# Downloading Required OMNI and Hpo Data

In [None]:
%load_ext autoreload
%autoreload 2

In [None]:
import pandas as pd
import os
import sys

ml_utils_dir = os.path.join(os.getcwd(), 'src', 'ml')

sys.path.append(ml_utils_dir)

# Get functions for processing hp30
from data_loader import process_hp30_data

## Hp30

1. Download data manually from: https://kp.gfz.de/en/hp30-hp60/data

Start date: 01/01/1995    End date: 01/01/2025
Index selection: Hp30     Format Selection: Text File

2. From this page, save as a .txt file using 'ctrl + s' on windows or 'cmd + s' on mac and choose the 'src/data' path

3. Run the following cell to reformat into required dataset

In [None]:
times, hp30 = process_hp30_data()   # Read in downloaded hp30 data

df = pd.DataFrame(data=hp30, columns=['hp30'], index=times)   # Convert to pandas DataFrame

df.to_parquet(os.path.join(os.getcwd(), 'src', 'data', 'hp30df.parquet'))  # Save as parquet file for efficient loading

In [None]:
# Check that data was saved properly

loaded_df = pd.read_parquet(os.path.join(os.getcwd(), 'src', 'data', 'hp30df.parquet'))
loaded_df.head()

## OMNI

1. Download data manually from: https://omniweb.gsfc.nasa.gov/form/dx1.html

2. Select "Create File" at the top of the web page

3. Select resolution: "Hourly Averaged"

4. Start date: 19950101   End date: 20250101

5. Select only "Flow speed, km/sec" in the variable selection

6. Open the ASCII Data File

7. From this page, save as 'omni.txt' using 'ctrl + s' on windows or 'cmd + s' on mac and choose the 'src/data' path

8. Run the following cell to reformat into required dataset

In [None]:
file_path = os.path.join(os.getcwd(), 'src', 'data', 'omni.txt')
omni_df = pd.read_csv(file_path, sep='\s+', names=['YEAR', 'DOY', 'HR', 'Velocity'], header=None)

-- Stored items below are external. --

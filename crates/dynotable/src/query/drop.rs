use std::future::IntoFuture;

use dynotable_core::{DeleteTableRequest, Result, WaitPolicy};
use futures_util::future::{BoxFuture, FutureExt};

use super::wait::wait_for_table_gone;
use crate::table::Table;

/// A pending table deletion.
#[derive(Debug, Clone)]
pub struct DropTable {
    table: Table,
    wait: Option<WaitPolicy>,
}

impl DropTable {
    pub(crate) fn new(table: Table) -> Self {
        Self { table, wait: None }
    }

    pub fn table(&self) -> &Table {
        &self.table
    }

    /// Waits until the service no longer knows the table.
    pub fn wait(self) -> Self {
        let policy = self.table.connection().wait_policy();
        self.wait_with(policy)
    }

    pub fn wait_with(mut self, policy: WaitPolicy) -> Self {
        self.wait = Some(policy);
        self
    }

    /// Sends the delete request, then polls until gone if requested.
    pub async fn exec(self) -> Result<()> {
        let client = self.table.connection().client()?;
        let table_name = self.table.name();

        tracing::debug!(table = table_name, "Deleting table");
        client
            .delete_table(&DeleteTableRequest::new(table_name))
            .await?;

        if let Some(policy) = self.wait {
            wait_for_table_gone(client.as_ref(), table_name, policy).await?;
        }

        tracing::info!(table = table_name, waited = self.wait.is_some(), "Table deleted");
        Ok(())
    }
}

impl IntoFuture for DropTable {
    type Output = Result<()>;
    type IntoFuture = BoxFuture<'static, Result<()>>;

    fn into_future(self) -> Self::IntoFuture {
        self.exec().boxed()
    }
}
//! Pure functions deciding when a polled table has reached a target state.

use std::time::Duration;

use crate::request::{IndexStatus, TableDescription, TableStatus};

/// How often and how many times to poll while waiting on a table.
#[derive(Debug, Clone, Copy, PartialEq, Eq)]
pub struct WaitPolicy {
    pub interval: Duration,
    pub max_attempts: u32,
}

impl Default for WaitPolicy {
    fn default() -> Self {
        Self {
            interval: Duration::from_secs(1),
            max_attempts: 60,
        }
    }
}

impl WaitPolicy {
    pub fn new(interval: Duration, max_attempts: u32) -> Self {
        Self {
            interval,
            max_attempts,
        }
    }

    /// Upper bound on time spent sleeping between polls.
    pub fn max_wait(&self) -> Duration {
        self.interval * self.max_attempts
    }
}

/// True once the table exists, is `ACTIVE`, and all of its GSIs are `ACTIVE`.
pub fn is_active(description: Option<&TableDescription>) -> bool {
    match description {
        Some(table) => {
            table.table_status == TableStatus::Active
                && table
                    .global_secondary_indexes
                    .iter()
                    .all(|gsi| gsi.index_status == IndexStatus::Active)
        }
        None => false,
    }
}

/// True when the table sits in a status it will not leave on its own.
pub fn is_unrecoverable(description: Option<&TableDescription>) -> bool {
    matches!(
        description.map(|table| table.table_status),
        Some(TableStatus::Archived | TableStatus::InaccessibleEncryptionCredentials)
    )
}

/// True once the service no longer knows the table.
pub fn is_gone(description: Option<&TableDescription>) -> bool {
    description.is_none()
}
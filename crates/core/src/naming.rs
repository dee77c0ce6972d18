//! Table name prefixing.
//!
//! A connection may carry a prefix that namespaces every table it touches.
//! With prefix `foo` and the default delimiter, table `Bar` lives at `foo.Bar`.

/// Delimiter placed between prefix and table name unless configured otherwise.
pub const DEFAULT_DELIMITER: &str = ".";

#[derive(Debug, Clone, PartialEq, Eq)]
pub struct TableNaming {
    prefix: Option<String>,
    delimiter: String,
}

impl Default for TableNaming {
    fn default() -> Self {
        Self {
            prefix: None,
            delimiter: DEFAULT_DELIMITER.to_string(),
        }
    }
}

impl TableNaming {
    /// Creates a naming scheme with the given prefix and the default delimiter.
    ///
    /// An empty prefix behaves as no prefix.
    pub fn new(prefix: Option<String>) -> Self {
        Self {
            prefix: prefix.filter(|p| !p.is_empty()),
            ..Self::default()
        }
    }

    /// Sets the delimiter.
    pub fn with_delimiter(mut self, delimiter: impl Into<String>) -> Self {
        self.delimiter = delimiter.into();
        self
    }

    pub fn prefix(&self) -> Option<&str> {
        self.prefix.as_deref()
    }

    pub fn delimiter(&self) -> &str {
        &self.delimiter
    }

    /// Returns the full service-side name for `name`.
    pub fn resolve(&self, name: &str) -> String {
        match &self.prefix {
            Some(prefix) => format!("{prefix}{}{name}", self.delimiter),
            None => name.to_string(),
        }
    }

    /// Returns the unprefixed name if `full_name` belongs to this prefix.
    pub fn strip<'a>(&self, full_name: &'a str) -> Option<&'a str> {
        match &self.prefix {
            Some(prefix) => full_name
                .strip_prefix(prefix.as_str())
                .and_then(|rest| rest.strip_prefix(self.delimiter.as_str())),
            None => Some(full_name),
        }
    }
}

#[cfg(test)]
mod tests {
    use super::*;

    #[test]
    fn test_resolve_with_prefix() {
        let naming = TableNaming::new(Some("foo".to_string()));
        assert_eq!(naming.resolve("Table"), "foo.Table");
        assert_eq!(naming.resolve("Bar"), "foo.Bar");
    }

    #[test]
    fn test_resolve_without_prefix() {
        assert_eq!(TableNaming::default().resolve("Table"), "Table");
    }

    #[test]
    fn test_empty_prefix_is_no_prefix() {
        let naming = TableNaming::new(Some(String::new()));
        assert_eq!(naming.prefix(), None);
        assert_eq!(naming.resolve("Table"), "Table");
    }

    #[test]
    fn test_custom_delimiter() {
        let naming = TableNaming::new(Some("staging".to_string())).with_delimiter("-");
        assert_eq!(naming.resolve("Users"), "staging-Users");
    }

    #[test]
    fn test_strip_matches_prefix_and_delimiter() {
        let naming = TableNaming::new(Some("foo".to_string()));
        assert_eq!(naming.strip("foo.Table"), Some("Table"));
        assert_eq!(naming.strip("foobar.Table"), None);
        assert_eq!(naming.strip("bar.Table"), None);
        assert_eq!(naming.strip("Table"), None);
    }

    #[test]
    fn test_strip_without_prefix_keeps_name() {
        assert_eq!(TableNaming::default().strip("foo.Table"), Some("foo.Table"));
    }
}
//! Request and response shapes exchanged with a [`TableClient`](crate::TableClient).
//!
//! Following the Functional Core pattern, these are pure data types with no I/O.

use serde::{Deserialize, Serialize};

use crate::schema::{
    AttributeDefinition, BillingMode, KeySchemaElement, ProvisionedThroughput, Schema,
    SecondaryIndex, SseSpecification, StreamSpecification, TableClass, Tag,
};

/// Request payload for creating a table.
///
/// Same shape as [`Schema`], but with the final table name resolved.
#[derive(Debug, Clone, PartialEq, Eq, Serialize, Deserialize)]
#[serde(rename_all = "PascalCase")]
pub struct CreateTableRequest {
    pub table_name: String,
    #[serde(default, skip_serializing_if = "Vec::is_empty")]
    pub attribute_definitions: Vec<AttributeDefinition>,
    #[serde(default, skip_serializing_if = "Vec::is_empty")]
    pub key_schema: Vec<KeySchemaElement>,
    #[serde(default, skip_serializing_if = "Option::is_none")]
    pub provisioned_throughput: Option<ProvisionedThroughput>,
    #[serde(default, skip_serializing_if = "Option::is_none")]
    pub billing_mode: Option<BillingMode>,
    #[serde(default, skip_serializing_if = "Vec::is_empty")]
    pub global_secondary_indexes: Vec<SecondaryIndex>,
    #[serde(default, skip_serializing_if = "Vec::is_empty")]
    pub local_secondary_indexes: Vec<SecondaryIndex>,
    #[serde(default, skip_serializing_if = "Option::is_none")]
    pub stream_specification: Option<StreamSpecification>,
    #[serde(
        rename = "SSESpecification",
        default,
        skip_serializing_if = "Option::is_none"
    )]
    pub sse_specification: Option<SseSpecification>,
    #[serde(default, skip_serializing_if = "Vec::is_empty")]
    pub tags: Vec<Tag>,
    #[serde(default, skip_serializing_if = "Option::is_none")]
    pub table_class: Option<TableClass>,
    #[serde(default, skip_serializing_if = "Option::is_none")]
    pub deletion_protection_enabled: Option<bool>,
}

impl CreateTableRequest {
    /// Builds a request from a schema, ignoring whatever name the schema carries.
    pub fn from_schema(schema: Schema, table_name: impl Into<String>) -> Self {
        Self {
            table_name: table_name.into(),
            attribute_definitions: schema.attribute_definitions,
            key_schema: schema.key_schema,
            provisioned_throughput: schema.provisioned_throughput,
            billing_mode: schema.billing_mode,
            global_secondary_indexes: schema.global_secondary_indexes,
            local_secondary_indexes: schema.local_secondary_indexes,
            stream_specification: schema.stream_specification,
            sse_specification: schema.sse_specification,
            tags: schema.tags,
            table_class: schema.table_class,
            deletion_protection_enabled: schema.deletion_protection_enabled,
        }
    }
}

#[derive(Debug, Clone, PartialEq, Eq, Serialize, Deserialize)]
#[serde(rename_all = "PascalCase")]
pub struct DescribeTableRequest {
    pub table_name: String,
}

impl DescribeTableRequest {
    pub fn new(table_name: impl Into<String>) -> Self {
        Self {
            table_name: table_name.into(),
        }
    }
}

#[derive(Debug, Clone, PartialEq, Eq, Serialize, Deserialize)]
#[serde(rename_all = "PascalCase")]
pub struct DeleteTableRequest {
    pub table_name: String,
}

impl DeleteTableRequest {
    pub fn new(table_name: impl Into<String>) -> Self {
        Self {
            table_name: table_name.into(),
        }
    }
}

/// What the service reports about an existing table.
#[derive(Debug, Clone, PartialEq, Eq, Serialize, Deserialize)]
#[serde(rename_all = "PascalCase")]
pub struct TableDescription {
    pub table_name: String,
    pub table_status: TableStatus,
    #[serde(default, skip_serializing_if = "Vec::is_empty")]
    pub global_secondary_indexes: Vec<IndexDescription>,
}

impl TableDescription {
    /// Creates a description with no indexes.
    pub fn new(table_name: impl Into<String>, table_status: TableStatus) -> Self {
        Self {
            table_name: table_name.into(),
            table_status,
            global_secondary_indexes: Vec::new(),
        }
    }
}

/// GSI state.
#[derive(Debug, Clone, PartialEq, Eq, Serialize, Deserialize)]
#[serde(rename_all = "PascalCase")]
pub struct IndexDescription {
    pub index_name: String,
    pub index_status: IndexStatus,
}

/// Table status.
#[derive(Debug, Clone, Copy, PartialEq, Eq, Serialize, Deserialize)]
#[serde(rename_all = "SCREAMING_SNAKE_CASE")]
pub enum TableStatus {
    Creating,
    Updating,
    Deleting,
    Active,
    Archiving,
    Archived,
    InaccessibleEncryptionCredentials,
}

impl TableStatus {
    /// Returns the wire name of the status.
    pub fn as_str(&self) -> &'static str {
        match self {
            TableStatus::Creating => "CREATING",
            TableStatus::Updating => "UPDATING",
            TableStatus::Deleting => "DELETING",
            TableStatus::Active => "ACTIVE",
            TableStatus::Archiving => "ARCHIVING",
            TableStatus::Archived => "ARCHIVED",
            TableStatus::InaccessibleEncryptionCredentials => "INACCESSIBLE_ENCRYPTION_CREDENTIALS",
        }
    }
}

impl std::fmt::Display for TableStatus {
    fn fmt(&self, f: &mut std::fmt::Formatter<'_>) -> std::fmt::Result {
        f.write_str(self.as_str())
    }
}

/// GSI status.
#[derive(Debug, Clone, Copy, PartialEq, Eq, Serialize, Deserialize)]
#[serde(rename_all = "SCREAMING_SNAKE_CASE")]
pub enum IndexStatus {
    Creating,
    Updating,
    Deleting,
    Active,
}

impl IndexStatus {
    pub fn as_str(&self) -> &'static str {
        match self {
            IndexStatus::Creating => "CREATING",
            IndexStatus::Updating => "UPDATING",
            IndexStatus::Deleting => "DELETING",
            IndexStatus::Active => "ACTIVE",
        }
    }
}

impl std::fmt::Display for IndexStatus {
    fn fmt(&self, f: &mut std::fmt::Formatter<'_>) -> std::fmt::Result {
        f.write_str(self.as_str())
    }
}
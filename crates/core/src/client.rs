use async_trait::async_trait;

use crate::request::{
    CreateTableRequest, DeleteTableRequest, DescribeTableRequest, TableDescription,
};

use super::Result;

/// The raw database client a connection delegates to.
#[async_trait]
pub trait TableClient: Send + Sync {
    /// Issues a table-creation request.
    async fn create_table(&self, request: &CreateTableRequest) -> Result<()>;

    /// Describes a table, returning `None` if the service reports it does not exist.
    async fn describe_table(&self, request: &DescribeTableRequest)
        -> Result<Option<TableDescription>>;

    /// Issues a table-deletion request.
    async fn delete_table(&self, request: &DeleteTableRequest) -> Result<()>;

    /// Lists every table name visible to the client.
    async fn list_tables(&self) -> Result<Vec<String>>;
}
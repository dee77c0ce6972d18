//! DynamoDB error mapping.
//!
//! Maps AWS SDK errors to `TableError` from `dynotable_core`.

use std::error::Error;
use std::fmt::Debug;

use aws_sdk_dynamodb::error::{BuildError, DisplayErrorContext, SdkError};
use aws_sdk_dynamodb::operation::create_table::CreateTableError;
use aws_sdk_dynamodb::operation::delete_table::DeleteTableError;
use aws_sdk_dynamodb::operation::describe_table::DescribeTableError;
use aws_sdk_dynamodb::operation::list_tables::ListTablesError;
use dynotable_core::TableError;

/// Map failures that never reached the service (dispatch, timeouts).
///
/// Returns `None` for errors the service itself produced.
fn map_transport_error<E, R>(err: &SdkError<E, R>) -> Option<TableError>
where
    E: Error + 'static,
    R: Debug,
{
    match err {
        SdkError::DispatchFailure(_) | SdkError::TimeoutError(_) => Some(TableError::Connection(
            DisplayErrorContext(err).to_string(),
        )),
        _ => None,
    }
}

/// Map a CreateTable SDK error to TableError.
pub fn map_create_table_error<R: Debug + Send + Sync + 'static>(
    err: SdkError<CreateTableError, R>,
    table_name: &str,
) -> TableError {
    if let Some(mapped) = map_transport_error(&err) {
        return mapped;
    }
    match err.into_service_error() {
        CreateTableError::ResourceInUseException(_) => TableError::TableAlreadyExists {
            table_name: table_name.to_string(),
        },
        CreateTableError::LimitExceededException(e) => {
            TableError::LimitExceeded(e.message().unwrap_or("Table limit exceeded").to_string())
        }
        CreateTableError::InternalServerError(_) => {
            TableError::Service("DynamoDB internal server error".to_string())
        }
        err => TableError::Service(format!("CreateTable failed: {}", DisplayErrorContext(err))),
    }
}

/// Map a DescribeTable SDK error to TableError.
///
/// `ResourceNotFoundException` is handled by the caller, which reports a
/// missing table as `None`.
pub fn map_describe_table_error<R: Debug + Send + Sync + 'static>(
    err: SdkError<DescribeTableError, R>,
) -> TableError {
    if let Some(mapped) = map_transport_error(&err) {
        return mapped;
    }
    match err.into_service_error() {
        DescribeTableError::InternalServerError(_) => {
            TableError::Service("DynamoDB internal server error".to_string())
        }
        err => TableError::Service(format!(
            "DescribeTable failed: {}",
            DisplayErrorContext(err)
        )),
    }
}

/// Map a DeleteTable SDK error to TableError.
pub fn map_delete_table_error<R: Debug + Send + Sync + 'static>(
    err: SdkError<DeleteTableError, R>,
    table_name: &str,
) -> TableError {
    if let Some(mapped) = map_transport_error(&err) {
        return mapped;
    }
    match err.into_service_error() {
        DeleteTableError::ResourceNotFoundException(_) => TableError::TableNotFound {
            table_name: table_name.to_string(),
        },
        DeleteTableError::ResourceInUseException(_) => {
            TableError::Service(format!("Table '{}' is in use", table_name))
        }
        DeleteTableError::LimitExceededException(e) => {
            TableError::LimitExceeded(e.message().unwrap_or("Table limit exceeded").to_string())
        }
        DeleteTableError::InternalServerError(_) => {
            TableError::Service("DynamoDB internal server error".to_string())
        }
        err => TableError::Service(format!("DeleteTable failed: {}", DisplayErrorContext(err))),
    }
}

/// Map a ListTables SDK error to TableError.
pub fn map_list_tables_error<R: Debug + Send + Sync + 'static>(
    err: SdkError<ListTablesError, R>,
) -> TableError {
    if let Some(mapped) = map_transport_error(&err) {
        return mapped;
    }
    match err.into_service_error() {
        ListTablesError::InternalServerError(_) => {
            TableError::Service("DynamoDB internal server error".to_string())
        }
        err => TableError::Service(format!("ListTables failed: {}", DisplayErrorContext(err))),
    }
}

/// Map a request builder error to TableError.
pub fn map_build_error(err: BuildError) -> TableError {
    TableError::InvalidSchema(format!("Invalid request: {}", err))
}
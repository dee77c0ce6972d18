use dynotable_core::{DescribeTableRequest, Result, Schema, TableDescription, TableError};
use serde_json::Value;

use crate::connection::Dynotable;
use crate::query::{CreateTable, DropTable};

/// A table bound to a connection, addressed by its fully resolved name.
#[derive(Debug, Clone)]
pub struct Table {
    name: String,
    connection: Dynotable,
}

impl Table {
    pub(crate) fn new(name: impl Into<String>, connection: Dynotable) -> Self {
        Self {
            name: name.into(),
            connection,
        }
    }

    /// The name the service knows this table by.
    pub fn name(&self) -> &str {
        &self.name
    }

    pub fn connection(&self) -> &Dynotable {
        &self.connection
    }

    /// Builds a create query for this table.
    ///
    /// The schema's own `TableName` is replaced by this table's name.
    pub fn create(&self, schema: Schema) -> CreateTable {
        CreateTable::new(self.clone(), schema.with_table_name(self.name.clone()))
    }

    /// Same as [`create`](Self::create), from untyped JSON.
    pub fn create_from_value(&self, schema: Value) -> Result<CreateTable> {
        Ok(self.create(Schema::from_value(schema)?))
    }

    /// Builds a drop query for this table.
    pub fn drop(&self) -> DropTable {
        DropTable::new(self.clone())
    }

    /// Fetches the table's current description.
    pub async fn describe(&self) -> Result<TableDescription> {
        let client = self.connection.client()?;
        client
            .describe_table(&DescribeTableRequest::new(&self.name))
            .await?
            .ok_or_else(|| TableError::TableNotFound {
                table_name: self.name.clone(),
            })
    }
}
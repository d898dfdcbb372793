//! The generation pipeline: segment, classify, build, serialize.

pub mod builder;
pub mod classifier;
pub mod parameters;
pub mod segmenter;

use crate::catalog::NodeCatalog;
use crate::document::{self, DocumentMeta, GeneratedWorkflow, NodeSummary};
use crate::error::GenerationError;
use crate::graph::WorkflowGraph;
use crate::graph::visualizer::visualize_graph;
use crate::request::{GenerationRequest, IntoRequest, Timezone};
use builder::{GraphBuilder, LayoutConfig};
use classifier::IntentClassifier;
use parameters::ParameterExtractor;
use segmenter::{ClauseSegmenter, DEFAULT_MIN_PROMPT_LENGTH};
use std::str::FromStr;
use std::sync::LazyLock;
use tracing::{debug, info, warn};

static DEFAULT_GENERATOR: LazyLock<Result<Generator, GenerationError>> = LazyLock::new(Generator::new);

/// Turns natural-language requests into n8n workflow documents.
///
/// A `Generator` holds no per-request state, so one instance can serve any
/// number of requests, including from several threads.
#[derive(Debug, Clone)]
pub struct Generator {
    catalog: &'static NodeCatalog,
    segmenter: ClauseSegmenter,
    extractor: ParameterExtractor,
    layout: LayoutConfig,
    branching: bool,
}

pub struct GeneratorBuilder {
    min_prompt_length: usize,
    layout: LayoutConfig,
    branching: bool,
}

impl Default for GeneratorBuilder {
    fn default() -> Self {
        Self::new()
    }
}

impl GeneratorBuilder {
    pub fn new() -> Self {
        Self {
            min_prompt_length: DEFAULT_MIN_PROMPT_LENGTH,
            layout: LayoutConfig::default(),
            branching: true,
        }
    }

    pub fn with_min_prompt_length(mut self, min_prompt_length: usize) -> Self {
        self.min_prompt_length = min_prompt_length;
        self
    }

    pub fn with_layout(mut self, layout: LayoutConfig) -> Self {
        self.layout = layout;
        self
    }

    /// Enables or disables side-by-side delivery branches. When disabled,
    /// every workflow is a single linear chain.
    pub fn with_branching(mut self, branching: bool) -> Self {
        self.branching = branching;
        self
    }

    pub fn build(self) -> Result<Generator, GenerationError> {
        Ok(Generator {
            catalog: NodeCatalog::global(),
            segmenter: ClauseSegmenter::new(self.min_prompt_length),
            extractor: ParameterExtractor::new()?,
            layout: self.layout,
            branching: self.branching,
        })
    }
}

impl Generator {
    pub fn builder() -> GeneratorBuilder {
        GeneratorBuilder::new()
    }

    /// A generator with the default settings.
    pub fn new() -> Result<Self, GenerationError> {
        Self::builder().build()
    }

    pub fn catalog(&self) -> &'static NodeCatalog {
        self.catalog
    }

    /// Generates a workflow document from any request-like input.
    pub fn generate_from<R: IntoRequest>(&self, input: R) -> Result<GeneratedWorkflow, GenerationError> {
        let request = input.into_request()?;
        self.generate(&request)
    }

    /// Runs the full pipeline for one request.
    ///
    /// Validation happens before any processing, in this order: workflow
    /// name, prompt length, timezone.
    pub fn generate(&self, request: &GenerationRequest) -> Result<GeneratedWorkflow, GenerationError> {
        let (graph, timezone) = self.build_graph(request)?;
        let workflow_name = request.workflow_name.trim().to_string();

        let meta = DocumentMeta::new(workflow_name.clone(), timezone.as_str());
        let document = document::serialize(&graph, &meta)?;
        let node_summaries = graph
            .nodes()
            .iter()
            .map(|node| NodeSummary {
                name: node.name.clone(),
                type_id: node.type_id.clone(),
                summary: node.summary.clone(),
            })
            .collect();

        info!(
            workflow = %workflow_name,
            nodes = graph.len(),
            connections = graph.connections().len(),
            "generated workflow"
        );
        Ok(GeneratedWorkflow {
            workflow_name,
            document,
            node_summaries,
        })
    }

    /// Runs the pipeline up to the graph and renders it as a text outline.
    pub fn explain(&self, request: &GenerationRequest) -> Result<String, GenerationError> {
        let (graph, _) = self.build_graph(request)?;
        Ok(visualize_graph(&graph, request.workflow_name.trim()))
    }

    /// Validates the request and builds its graph.
    pub fn build_graph(
        &self,
        request: &GenerationRequest,
    ) -> Result<(WorkflowGraph, Timezone), GenerationError> {
        if request.workflow_name.trim().is_empty() {
            return Err(GenerationError::InvalidName);
        }
        self.segmenter.check_length(&request.prompt)?;
        let timezone = Timezone::from_str(&request.timezone)?;

        let clauses = self.segmenter.segment(&request.prompt)?;
        let intents = IntentClassifier::new(self.catalog).classify_all(&clauses)?;
        debug!(intents = intents.len(), "classified clauses");

        let graph = GraphBuilder::new(&self.extractor, self.layout)
            .with_notes(request.include_notes)
            .with_branching(self.branching)
            .build(&intents)?;
        graph.validate()?;
        Ok((graph, timezone))
    }
}

/// Generates a workflow with the shared default `Generator`, built on first use.
pub fn generate_workflow(request: &GenerationRequest) -> Result<GeneratedWorkflow, GenerationError> {
    match DEFAULT_GENERATOR.as_ref() {
        Ok(generator) => generator.generate(request),
        Err(error) => {
            warn!(%error, "default generator unavailable, building a fresh one");
            Generator::new()?.generate(request)
        }
    }
}
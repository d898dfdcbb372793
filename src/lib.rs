//! # Flowsmith - Natural-Language Workflow Generator
//!
//! **Flowsmith** turns a plain-English description of an automation into an
//! importable [n8n](https://n8n.io) workflow document. The engine is entirely
//! rule-based: no network access, no model calls, and the same request always
//! produces byte-identical output.
//!
//! ## Pipeline
//!
//! 1.  **Segment**: the prompt is split into ordered clauses. The first clause
//!     says how the workflow starts; a manual trigger is assumed when it does not.
//! 2.  **Classify**: each clause is matched against the static node catalog.
//!     Rules are evaluated in order and the first keyword hit wins.
//! 3.  **Build**: resolved intents become nodes in an arena graph, wired as a
//!     chain with optional side-by-side delivery branches, laid out on a grid.
//! 4.  **Serialize**: the graph is rendered as n8n workflow JSON.
//!
//! ## Quick Start
//!
//! ```rust,no_run
//! use flowsmith::prelude::*;
//!
//! fn main() -> Result<(), GenerationError> {
//!     let request = GenerationRequest::new(
//!         "Support Escalation",
//!         "When a new support ticket is created, fetch the customer's details, \
//!          create a page in Notion, and post a summary to Slack.",
//!     )
//!     .with_timezone("Europe/Berlin");
//!
//!     let generator = Generator::builder().build()?;
//!     let workflow = generator.generate(&request)?;
//!
//!     for node in &workflow.node_summaries {
//!         println!("{:<16} {}", node.name, node.summary);
//!     }
//!     std::fs::write(workflow.file_name(), &workflow.document).ok();
//!     Ok(())
//! }
//! ```

pub mod catalog;
pub mod document;
pub mod error;
pub mod generator;
pub mod graph;
pub mod prelude;
pub mod request;
pub mod text;

pub use generator::generate_workflow;
//! Prelude module for convenient imports
//!
//! Re-exports the request, generator and document types most callers need.
//!
//! ```rust,no_run
//! use flowsmith::prelude::*;
//!
//! # fn run() -> Result<(), GenerationError> {
//! let request = GenerationRequest::new("Daily Digest", "Every morning, fetch the news and email it to me");
//! let workflow = generate_workflow(&request)?;
//! let document = workflow.parse_document()?;
//! println!("{} nodes", document.nodes.len());
//! # Ok(())
//! # }
//! ```

// Requests and generation
pub use crate::generator::builder::LayoutConfig;
pub use crate::generator::{Generator, GeneratorBuilder, generate_workflow};
pub use crate::request::{GenerationRequest, IntoRequest, Timezone};

// Output
pub use crate::document::{GeneratedWorkflow, NodeSummary, WorkflowDocument};

// Catalog and graph
pub use crate::catalog::{NodeCatalog, NodeTypeDescriptor, TriggerKind};
pub use crate::graph::{NodeId, Position, WorkflowGraph, WorkflowNode};

// Error types
pub use crate::error::{GenerationError, GraphError, RequestConversionError};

datetime_index = pd.to_datetime(omni_df['YEAR'] * 1000 + omni_df['DOY'], format='%Y%j') + pd.to_timedelta(omni_df['HR'], unit='h')

# Set the datetime index to the DataFrame
df = omni_df.set_index(datetime_index, inplace=False)

# Drop the 'Year', 'Day', and 'Hour' columns
df.drop(columns=['YEAR', 'DOY', 'HR'], inplace=True)

save_loc = os.path.join(os.getcwd(), 'src', 'data', 'OMNI_solar_wind.parquet')
df.to_parquet(save_loc)

In [None]:
# Check data was saved correctly

loaded_df = pd.read_parquet(save_loc)
loaded_df.head()